Imagine I have a vector equation ($f:\mathbb{C}^N \mapsto \mathbb{C}$), for instance in the form: $$f(\mathbf{w}) = \frac{\mathbf{w}^H \mathbf{A} \mathbf{w}} {\mathbf{w}^H \mathbf{B} \mathbf{w}}$$
where $\mathbf{w} \in \mathbb{C}^N$ such that $\mathbf{w}^H\mathbf{w} = 1$ and $\mathbf{A},\mathbf{B} \in \mathbb{C}^{N \times N}$ with $\mathbf{B}$ positive definite. I want to define $f(\mathbf{w})$ through the matrix $\mathbf{F}$ such that: $$f(\mathbf{w}) = \mathbf{w}^H \mathbf{F} \mathbf{w}$$
In this case, $f(\mathbf{w})$ may be expressed according to the previous definition with $\mathbf{F} = \mathbf{B}^{-1/2} \mathbf{A} \mathbf{B}^{-1/2}$. Note that the eigenvalues $\lambda_i$ of $\mathbf{F}$ are the same than those of $\mathbf{F}^\prime = \mathbf{B}^{-1} \mathbf{A}$ but the eigenvectors are different, say $\mathbf{u}_i$ and $\mathbf{v}_i$, respectively.
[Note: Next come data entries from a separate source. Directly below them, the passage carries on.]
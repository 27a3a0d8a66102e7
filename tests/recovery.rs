//! Silent recovery after abnormal closures.

mod common;

use std::time::Duration;

use chainwire::{
    ApiName,
    ClientError,
    ConnectionOptions,
    ConnectionState,
    ProtocolError,
    SubscriptionMethod,
};
use chainwire_testing::HandshakeReply;
use common::{Harness, HookEvent, settle};
use serde_json::json;
use tokio::sync::mpsc;

#[tokio::test]
async fn pending_call_is_replayed_under_a_new_id() {
    let mut harness = Harness::database_only().await;
    let database = harness.client.api(ApiName::Database);
    let call = tokio::spawn(async move { database.exec("get_block", vec![json!(7)]).await });
    let before = harness.node.next_call().await;
    assert_eq!(before.link, 1);

    harness.node.drop_connection();
    assert_eq!(harness.node.next_open().await, 2);
    let replayed = harness.node.next_call().await;
    assert_eq!(replayed.link, 2);
    assert_eq!(replayed.method, before.method);
    assert_eq!(replayed.params, before.params);
    assert!(
        replayed.id > before.id,
        "replay must not reuse id {}",
        before.id
    );

    // A reply addressed to the attempt on the dead link settles nothing.
    harness.node.reply(before.id, json!("stale"));
    assert!(matches!(
        harness.next_error().await,
        ClientError::Protocol(ProtocolError::UnexpectedResponseId(id)) if id == before.id
    ));

    harness.node.reply(replayed.id, json!("fresh"));
    assert_eq!(call.await.expect("task").expect("reply"), json!("fresh"));

    let hooks = harness.drain_hooks().await;
    assert!(
        !hooks
            .iter()
            .any(|event| matches!(event, HookEvent::Open | HookEvent::Close(_))),
        "recovery must stay silent: {hooks:?}"
    );
}

#[tokio::test]
async fn armed_subscription_is_rearmed_after_recovery() {
    let mut harness = Harness::database_only().await;
    let (tx, mut notices) = mpsc::unbounded_channel();
    let database = harness.client.api(ApiName::Database);
    let subscribe = tokio::spawn(async move {
        database
            .subscribe(
                SubscriptionMethod::SetSubscribeCallback,
                move |payload| {
                    let _ = tx.send(payload);
                },
                vec![json!(true)],
            )
            .await
    });
    let original = harness.node.next_call().await;
    harness.node.reply(original.id, json!(null));
    subscribe.await.expect("task").expect("subscribed");

    harness.node.drop_connection();
    let rearm = harness.node.next_call_to("set_subscribe_callback").await;
    assert_eq!(rearm.link, 2);
    assert_ne!(rearm.id, original.id);
    assert_eq!(rearm.params, vec![json!(rearm.id), json!(true)]);
    harness.node.reply(rearm.id, json!(null));

    harness.node.notice(rearm.id, json!("after recovery"));
    assert_eq!(notices.recv().await, Some(json!("after recovery")));

    harness.node.notice(original.id, json!("old id"));
    assert!(matches!(
        harness.next_error().await,
        ClientError::Protocol(ProtocolError::UnknownSubscriber(id)) if id == original.id
    ));
}

#[tokio::test]
async fn unconfirmed_subscription_is_replayed_as_a_call() {
    let mut harness = Harness::database_only().await;
    let (tx, mut notices) = mpsc::unbounded_channel();
    let database = harness.client.api(ApiName::Database);
    let subscribe = tokio::spawn(async move {
        database
            .subscribe(
                SubscriptionMethod::SetBlockAppliedCallback,
                move |payload| {
                    let _ = tx.send(payload);
                },
                vec![],
            )
            .await
    });
    let original = harness.node.next_call().await;

    harness.node.drop_connection();
    let replayed = harness.node.next_call_to("set_block_applied_callback").await;
    assert_eq!(replayed.params, vec![json!(replayed.id)]);
    harness.node.reply(replayed.id, json!(null));
    subscribe.await.expect("task").expect("subscribed after replay");

    harness.node.notice(replayed.id, json!("block"));
    assert_eq!(notices.recv().await, Some(json!("block")));
    assert_ne!(replayed.id, original.id);
}

#[tokio::test]
async fn calls_made_while_recovering_wait_for_the_new_link() {
    let mut harness = Harness::database_only().await;
    harness.node.handshake(ApiName::Database, HandshakeReply::Manual);
    harness.node.drop_connection();

    let handshake = harness.node.next_call_to("database").await;
    assert_eq!(handshake.link, 2);
    let status = harness.client.status();
    assert!(status.recovering);
    assert!(status.accepts_calls());

    let database = harness.client.api(ApiName::Database);
    let call = tokio::spawn(async move { database.exec("get_block", vec![json!(9)]).await });
    settle().await;
    assert_eq!(harness.node.try_next_event(), None);

    harness.node.reply(handshake.id, json!(2));
    let sent = harness.node.next_call_to("get_block").await;
    assert_eq!(sent.link, 2);
    harness.node.reply(sent.id, json!(9));
    assert_eq!(call.await.expect("task").expect("reply"), json!(9));

    settle().await;
    let status = harness.client.status();
    assert_eq!(status.state, ConnectionState::Open);
    assert!(!status.recovering);
}

#[tokio::test(start_paused = true)]
async fn failed_recovery_falls_back_to_a_normal_close() {
    let mut harness = Harness::connected(
        ConnectionOptions::default()
            .apis([ApiName::Database])
            .connection_timeout(Duration::from_secs(1)),
    )
    .await;
    let database = harness.client.api(ApiName::Database);
    let call = tokio::spawn(async move { database.exec("get_block", vec![json!(1)]).await });
    let _sent = harness.node.next_call().await;

    harness.node.refuse_opens(1);
    harness.node.drop_connection();

    let err = call.await.expect("task").expect_err("recovery failed");
    assert!(matches!(err, ClientError::ConnectionClosed));
    loop {
        match harness.next_hook().await {
            HookEvent::Close(info) => {
                assert!(info.is_abnormal());
                break;
            }
            HookEvent::Open => panic!("no open before the close"),
            HookEvent::Error(_) => {}
        }
    }

    // The scheduled retry opens a third link and reports it.
    loop {
        if matches!(harness.next_hook().await, HookEvent::Open) {
            break;
        }
    }
    assert_eq!(harness.node.opens(), 3);
    assert_eq!(harness.client.status().state, ConnectionState::Open);
}

#[tokio::test]
async fn normal_close_from_node_does_not_recover() {
    let mut harness = Harness::database_only().await;
    let database = harness.client.api(ApiName::Database);
    let call = tokio::spawn(async move { database.exec("get_block", vec![json!(1)]).await });
    let _sent = harness.node.next_call().await;

    harness.node.close(1001, "going away");
    assert!(matches!(
        call.await.expect("task"),
        Err(ClientError::ConnectionClosed)
    ));
    match harness.next_hook().await {
        HookEvent::Close(info) => {
            assert_eq!(info.code, 1001);
            assert_eq!(info.reason, "going away");
        }
        other => panic!("expected close hook, got {other:?}"),
    }
    assert_eq!(harness.node.opens(), 1);
}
Here I am a bit confused since $f(\mathbf{w})$ needs to be defined with the $\mathbf{F}$ matrix but are the eigenvectors of $\mathbf{F}^\prime$ those that produce the values given by $\lambda_i$. That is:
$$\lambda_i = \frac{\mathbf{v}_i^H \mathbf{A} \mathbf{v}_i} {\mathbf{v}_i^H \mathbf{B} \mathbf{v}_i} \neq \frac{\mathbf{u}_i^H \mathbf{A} \mathbf{u}_i} {\mathbf{u}_i^H \mathbf{B} \mathbf{u}_i}$$
My question is how these two matrices $\mathbf{F}$ and $\mathbf{F}^\prime$ are related (more specifically their eigenvectors) in the context of the definition of the function $f(\mathbf{w})$ according to their numerical range.